The soothing warmth and buoyancy of warm water make it a safe, ideal environment for relieving arthritis pain and stiffness and improving the range of movement of joints affected by arthritis. Exercising in a warm-water pool or hot tub is one method of hydrotherapy, or using water to help treat a condition. Immersing in warm water raises your body temperature, causing your blood vessels to dilate and increasing circulation.

Water exercise is a gentle way to exercise joints and muscles. Water supports joints and lessens stress on them to encourage free movement, and may also act as resistance to help build muscle strength. Using a spa adds a third component to the therapy - massage. Jet nozzles release a mixture of warm water and air, massaging your body and helping you relax tight muscles. Talk with your doctor to determine whether water exercise is appropriate for you.

Water Exercise at Home :

If you obtain benefits from water exercise, you may want to consider installing a pool or purchasing a spa (hot tub) for your home. A hot tub provides the warmth, massage and buoyancy needed to both relax and exercise joints and muscles in the convenience of your home. The size and shape of a hot tub will determine the types of exercises you can do in it. Most spas or hot tubs allow for range-of-motion exercises of joints commonly affected by arthritis, such as the knee and hip. Warm water allows muscles to become relaxed, which can then make it easier to perform exercises and daily tasks. Relaxed muscles also can create an overall feeling of comfort.
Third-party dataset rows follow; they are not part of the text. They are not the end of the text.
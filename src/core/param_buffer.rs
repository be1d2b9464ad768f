use std::ops::Range;

/// Location of one layer's parameters inside a flat parameter buffer.
#[derive(Debug, Default, Clone, Copy, PartialEq, Eq)]
pub struct ParamSlot {
    pub offset: usize,
    pub len: usize,
}

impl ParamSlot {
    pub fn range(self) -> Range<usize> {
        self.offset..self.offset + self.len
    }

    pub fn of(self, buffer: &[f64]) -> &[f64] {
        &buffer[self.range()]
    }

    pub fn of_mut(self, buffer: &mut [f64]) -> &mut [f64] {
        &mut buffer[self.range()]
    }
}

/// Lays slots of the given sizes out back to back.
/// Returns the slots and the total length they cover.
pub fn layout(sizes: impl IntoIterator<Item = usize>) -> (Box<[ParamSlot]>, usize) {
    let mut offset = 0usize;
    let slots = sizes
        .into_iter()
        .map(|len| {
            let slot = ParamSlot { offset, len };
            offset += len;
            slot
        })
        .collect();
    (slots, offset)
}

/// Buffer for storing neural network parameters.
///
/// Owned by the network; every layer only knows its `ParamSlot`.
#[derive(Debug, Clone, Default)]
pub struct ParamBuffer {
    slots: Box<[ParamSlot]>,
    buffer: Box<[f64]>,
}

impl ParamBuffer {
    pub fn create(sizes: impl IntoIterator<Item = usize>) -> Self {
        let (slots, n_floats) = layout(sizes);
        Self {
            slots,
            buffer: zeroed(n_floats),
        }
    }

    /// Number of layers in the neural network.
    pub fn n_layers(&self) -> usize {
        self.slots.len()
    }

    /// Total number of parameters.
    pub fn len(&self) -> usize {
        self.buffer.len()
    }

    pub fn is_empty(&self) -> bool {
        self.buffer.is_empty()
    }

    pub fn slots(&self) -> &[ParamSlot] {
        &self.slots
    }

    pub fn as_slice(&self) -> &[f64] {
        &self.buffer
    }

    pub fn as_mut_slice(&mut self) -> &mut [f64] {
        &mut self.buffer
    }

    /// Parameters of one layer.
    /// Returns `None` if `index` is out of range.
    pub fn layer(&self, index: usize) -> Option<&[f64]> {
        let slot = self.slots.get(index)?;
        Some(slot.of(&self.buffer))
    }

    /// Returns `None` if `index` is out of range.
    pub fn layer_mut(&mut self, index: usize) -> Option<&mut [f64]> {
        let slot = *self.slots.get(index)?;
        Some(slot.of_mut(&mut self.buffer))
    }

    /// Zero the whole buffer.
    pub fn clear(&mut self) {
        bytemuck::fill_zeroes(&mut self.buffer[..]);
    }
}

/// Zero-initialized gradient or parameter storage.
pub(crate) fn zeroed(len: usize) -> Box<[f64]> {
    if len == 0 {
        Box::default()
    } else {
        bytemuck::zeroed_slice_box(len)
    }
}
Using a Pool or Hot Tub Safely :

The use of heat is recommended for many people with arthritis and related conditions, but not all. Your doctor can help you determine if it is appropriate for you. Benefits of heat can include muscle relaxation, decreased pain and stiffness, and greater ease when performing exercises and daily activities.

Warm water is an especially good way to apply heat to joints affected by arthritis. Extremely hot water is not safe and is not necessary to get results; mild heat is just as effective and easier for the body to tolerate. The water temperature should feel soothing and comfortable, not hot. In a pool, water temperatures from 83 to 88 degrees F are usually comfortable for exercise.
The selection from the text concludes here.